Each entry below should be printed exactly as given.

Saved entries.
──────

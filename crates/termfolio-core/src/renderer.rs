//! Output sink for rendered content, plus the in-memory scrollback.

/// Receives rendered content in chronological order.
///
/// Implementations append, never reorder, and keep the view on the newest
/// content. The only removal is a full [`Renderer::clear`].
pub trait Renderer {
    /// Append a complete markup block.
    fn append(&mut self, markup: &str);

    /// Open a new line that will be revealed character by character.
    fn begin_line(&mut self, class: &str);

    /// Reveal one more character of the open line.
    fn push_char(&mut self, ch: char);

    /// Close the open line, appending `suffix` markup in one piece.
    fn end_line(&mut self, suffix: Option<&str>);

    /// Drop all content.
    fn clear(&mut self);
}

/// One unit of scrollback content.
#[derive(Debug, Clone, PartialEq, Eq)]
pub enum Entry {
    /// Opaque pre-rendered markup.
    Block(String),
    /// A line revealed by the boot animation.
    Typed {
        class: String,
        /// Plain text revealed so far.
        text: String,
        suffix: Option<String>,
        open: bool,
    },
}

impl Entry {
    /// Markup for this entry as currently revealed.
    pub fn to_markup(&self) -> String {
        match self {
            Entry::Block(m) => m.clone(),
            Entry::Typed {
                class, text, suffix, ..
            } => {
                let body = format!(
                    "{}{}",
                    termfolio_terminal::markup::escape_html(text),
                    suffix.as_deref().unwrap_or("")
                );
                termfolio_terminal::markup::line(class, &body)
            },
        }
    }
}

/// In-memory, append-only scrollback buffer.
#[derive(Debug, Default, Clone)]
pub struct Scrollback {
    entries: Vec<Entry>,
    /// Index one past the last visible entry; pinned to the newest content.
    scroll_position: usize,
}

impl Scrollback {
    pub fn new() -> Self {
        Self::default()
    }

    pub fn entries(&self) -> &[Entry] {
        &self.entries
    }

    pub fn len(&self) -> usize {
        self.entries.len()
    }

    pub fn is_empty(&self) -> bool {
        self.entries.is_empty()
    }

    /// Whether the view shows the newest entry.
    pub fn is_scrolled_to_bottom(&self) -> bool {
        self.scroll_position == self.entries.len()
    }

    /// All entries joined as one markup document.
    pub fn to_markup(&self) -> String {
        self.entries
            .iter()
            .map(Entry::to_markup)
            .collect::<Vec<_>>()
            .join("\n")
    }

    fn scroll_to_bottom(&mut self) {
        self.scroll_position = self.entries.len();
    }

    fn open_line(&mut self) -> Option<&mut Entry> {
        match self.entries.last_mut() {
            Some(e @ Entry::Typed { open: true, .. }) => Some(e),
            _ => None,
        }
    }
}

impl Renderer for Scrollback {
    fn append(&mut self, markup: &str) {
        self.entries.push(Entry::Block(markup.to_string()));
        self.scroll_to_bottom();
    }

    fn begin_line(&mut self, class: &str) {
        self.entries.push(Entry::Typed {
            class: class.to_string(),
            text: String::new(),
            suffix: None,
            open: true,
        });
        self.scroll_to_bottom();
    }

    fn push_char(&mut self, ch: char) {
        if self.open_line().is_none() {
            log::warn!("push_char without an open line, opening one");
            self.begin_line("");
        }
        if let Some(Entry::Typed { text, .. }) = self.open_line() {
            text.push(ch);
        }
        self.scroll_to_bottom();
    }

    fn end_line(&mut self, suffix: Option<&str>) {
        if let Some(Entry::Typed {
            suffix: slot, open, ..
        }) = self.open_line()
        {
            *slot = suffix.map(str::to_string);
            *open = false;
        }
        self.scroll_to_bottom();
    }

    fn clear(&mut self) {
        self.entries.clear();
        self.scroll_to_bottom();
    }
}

──────

Solution below.
filename crates/termfolio-core/src/renderer.rs
//! Output sink for rendered content, plus the in-memory scrollback.

/// Receives rendered content in chronological order.
///
/// Implementations append, never reorder, and keep the view on the newest
/// content. The only removal is a full [`Renderer::clear`].
pub trait Renderer {
    /// Append a complete markup block.
    fn append(&mut self, markup: &str);

    /// Open a new line that will be revealed character by character.
    fn begin_line(&mut self, class: &str);

    /// Reveal one more character of the open line.
    fn push_char(&mut self, ch: char);

    /// Close the open line, appending `suffix` markup in one piece.
    fn end_line(&mut self, suffix: Option<&str>);

    /// Drop all content.
    fn clear(&mut self);
}

/// One unit of scrollback content.
#[derive(Debug, Clone, PartialEq, Eq)]
pub enum Entry {
    /// Opaque pre-rendered markup.
    Block(String),
    /// A line revealed by the boot animation.
    Typed {
        class: String,
        /// Plain text revealed so far.
        text: String,
        suffix: Option<String>,
        open: bool,
    },
}

impl Entry {
    /// Markup for this entry as currently revealed.
    pub fn to_markup(&self) -> String {
        match self {
            Entry::Block(m) => m.clone(),
            Entry::Typed {
                class, text, suffix, ..
            } => {
                let body = format!(
                    "{}{}",
                    termfolio_terminal::markup::escape_html(text),
                    suffix.as_deref().unwrap_or("")
                );
                termfolio_terminal::markup::line(class, &body)
            },
        }
    }
}

/// In-memory, append-only scrollback buffer.
#[derive(Debug, Default, Clone)]
pub struct Scrollback {
    entries: Vec<Entry>,
    /// Index one past the last visible entry; pinned to the newest content.
    scroll_position: usize,
}

impl Scrollback {
    pub fn new() -> Self {
        Self::default()
    }

    pub fn entries(&self) -> &[Entry] {
        &self.entries
    }

    pub fn len(&self) -> usize {
        self.entries.len()
    }

    pub fn is_empty(&self) -> bool {
        self.entries.is_empty()
    }

    /// Whether the view shows the newest entry.
    pub fn is_scrolled_to_bottom(&self) -> bool {
        self.scroll_position == self.entries.len()
    }

    /// All entries joined as one markup document.
    pub fn to_markup(&self) -> String {
        self.entries
            .iter()
            .map(Entry::to_markup)
            .collect::<Vec<_>>()
            .join("\n")
    }

    fn scroll_to_bottom(&mut self) {
        self.scroll_position = self.entries.len();
    }

    fn open_line(&mut self) -> Option<&mut Entry> {
        match self.entries.last_mut() {
            Some(e @ Entry::Typed { open: true, .. }) => Some(e),
            _ => None,
        }
    }
}

impl Renderer for Scrollback {
    fn append(&mut self, markup: &str) {
        self.entries.push(Entry::Block(markup.to_string()));
        self.scroll_to_bottom();
    }

    fn begin_line(&mut self, class: &str) {
        self.entries.push(Entry::Typed {
            class: class.to_string(),
            text: String::new(),
            suffix: None,
            open: true,
        });
        self.scroll_to_bottom();
    }

    fn push_char(&mut self, ch: char) {
        if self.open_line().is_none() {
            log::warn!("push_char without an open line, opening one");
            self.begin_line("");
        }
        if let Some(Entry::Typed { text, .. }) = self.open_line() {
            text.push(ch);
        }
        self.scroll_to_bottom();
    }

    fn end_line(&mut self, suffix: Option<&str>) {
        if let Some(Entry::Typed {
            suffix: slot, open, ..
        }) = self.open_line()
        {
            *slot = suffix.map(str::to_string);
            *open = false;
        }
        self.scroll_to_bottom();
    }

    fn clear(&mut self) {
        self.entries.clear();
        self.scroll_to_bottom();
    }
}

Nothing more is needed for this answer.